Unfortunately, as an artist I have to care. The canonization of junk has hurt artists enormously. Real artists -- at least people of genuine talent who might become real artists -- are discouraged by trends like this. It's hard to do the hard work of learning when your whole enterprise is trashed by the very people that one would have hoped to have champion it. Many artists I know whose own art-making could not be further in spirit from the inane, hipsterism that surrounds curators like NGA's Jeffrey Weiss, will nevertheless pay lip service to "contemporary art." They seem to feel that they must go along with the trends since to do otherwise is to earn the deepest cut of all, the charge of being "traditional."
Oh how things have changed since Rubens was in charge.
But Van Gogh (who had done a stint as an art dealer long before having made art himself) correctly identified the false pattern of making artists into "names." And what was just the 19th century's version of branding has become full blown insanity today -- because in the case of things like Donald Judd's boxes, the objects really don't matter at all. It is all about "names." Why Judd instead of somebody else? Why not? When there is no purpose, it hardly matters where the magic wand lands.
However, real art does still exist. It has gone underground in the sense that you do not find it in the well appointed and expensive modern museums (with some rare exceptions). Where is it then? Who knows? In somebody's house. In a private collection gathered by someone of taste who lives quietly enjoying his or her objects.
It is somewhere but we don't quite know where. But one knows that it is there because art has always been there. The impulse to make images is a deep and true component of the human spirit, and the images that comprise the best art are made by people of genuine talent (this should come as no surprise) and the imagery will speak to the real minds and hearts of ordinary human beings. Why? Because the real spectator like the real artist is an intelligent, thoughtful and emotionally responsive human being.
The hipster elitism of the official art world exists to satisfy the vanity of its participants (who evidently wouldn't recognize real art if it came up and bit them). But the officialdom will pass away. This has happened before too.
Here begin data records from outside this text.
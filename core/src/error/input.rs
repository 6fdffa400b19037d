use thiserror::Error;

/// 读写 xlsx 工作簿时的错误
#[derive(Error, Debug)]
pub enum SheetError {
    #[error("cannot open workbook: {0}")]
    Open(#[from] calamine::XlsxError),

    #[error("workbook has no worksheets")]
    NoWorksheet,

    #[error("cannot write workbook: {0}")]
    Write(#[from] rust_xlsxwriter::XlsxError),

    #[error("workbook io error: {0}")]
    Io(#[from] std::io::Error),
}

/// 表单输入级错误：整个请求只报告一次，不产生部分结果
///
/// 文案直接展示在表单页上。
#[derive(Error, Debug)]
pub enum InputError {
    #[error("Wpisz NIP lub załaduj plik .xlsx.")]
    Missing,

    #[error("Nieobsługiwany plik \"{0}\": załaduj plik .xlsx.")]
    UnsupportedFile(String),

    #[error("Błąd przy odczycie pliku: {0}")]
    Unreadable(#[from] SheetError),

    #[error("Plik zawiera zbyt wiele numerów NIP ({count}, limit {limit}).")]
    TooMany { count: usize, limit: usize },
}
pub mod batch;
pub mod check;
pub mod cli;
//! NIP 规范化与格式校验

/// NIP 固定长度
pub const NIP_LEN: usize = 10;

/// 校验位权重（前 9 位）
const CHECKSUM_WEIGHTS: [u32; 9] = [6, 5, 7, 2, 3, 4, 5, 6, 7];

/// 去掉所有非 ASCII 数字字符（连字符、空格、其他标点）
pub fn normalize(raw: &str) -> String {
    raw.chars().filter(|c| c.is_ascii_digit()).collect()
}

/// 仅检查长度与字符类别：非空、全部为数字、长度恰好为 10
pub fn is_valid(nip: &str) -> bool {
    nip.len() == NIP_LEN && nip.bytes().all(|b| b.is_ascii_digit())
}

/// NIP 校验位算法：加权和 mod 11 必须等于第 10 位（余数 10 永远无效）
pub fn checksum_ok(nip: &str) -> bool {
    if !is_valid(nip) {
        return false;
    }

    let digits: Vec<u32> = nip.bytes().map(|b| u32::from(b - b'0')).collect();
    let sum: u32 = CHECKSUM_WEIGHTS
        .iter()
        .zip(digits.iter())
        .map(|(w, d)| w * d)
        .sum();

    let control = sum % 11;
    control != 10 && control == digits[NIP_LEN - 1]
}

/// 可配置的校验器；默认不校验校验位
#[derive(Debug, Clone, Copy, Default, PartialEq, Eq)]
pub struct NipValidator {
    pub checksum: bool,
}

impl NipValidator {
    pub fn new(checksum: bool) -> Self {
        Self { checksum }
    }

    pub fn accepts(&self, nip: &str) -> bool {
        if self.checksum {
            checksum_ok(nip)
        } else {
            is_valid(nip)
        }
    }
}
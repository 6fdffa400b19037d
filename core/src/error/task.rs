use thiserror::Error;

#[derive(Error, Debug, PartialEq, Eq)]
pub enum TaskError {
    #[error("too many active tasks (limit: {limit})")]
    Capacity { limit: usize },

    #[error("task not found: {0}")]
    NotFound(String),
}
use std::sync::Arc;

use anyhow::Result;

use vatcheck_core::api::{AppConfig, RegistryPlugin, Services};

use crate::registry::WhiteListPlugin;

pub fn build_registry(cfg: &AppConfig) -> Result<Arc<dyn RegistryPlugin>> {
    let plugin = WhiteListPlugin::new(cfg.registry.base_url.clone(), cfg.registry.timeout_ms)?;
    tracing::debug!(
        base_url = %cfg.registry.base_url,
        timeout_ms = cfg.registry.timeout_ms,
        "registry plugin built"
    );
    Ok(Arc::new(plugin))
}

pub fn build_services(cfg: &AppConfig) -> Result<Services> {
    let registry = build_registry(cfg)?;
    Ok(Services::new(registry, cfg))
}
use crate::verify::models::LookupOutcome;
use async_trait::async_trait;

/// Registry backend queried once per well-formed NIP.
///
/// Implementations must not retry and must turn every failure into a
/// [`LookupOutcome`] instead of returning an error.
#[async_trait]
pub trait RegistryPlugin: Send + Sync {
    fn name(&self) -> &str;
    async fn lookup(&self, nip: &str) -> LookupOutcome;
}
Remember Govaert Flinck? You don't? He was the guy who beat out Rembrandt in the Amsterdam City Hall art contest. Flinck was a damn sight more interesting than Judd, though!
This too will pass.
Contemporary art should mean that which is made in the present time. That it refers to a very narrow style of art for the consumption of the foppish class ought to tell us something. That the great number of people buying Winsor Newton colors are out there doing something. It will be for our descendants to find out.
Alas!
[At the top of the post: Govaert Flinck]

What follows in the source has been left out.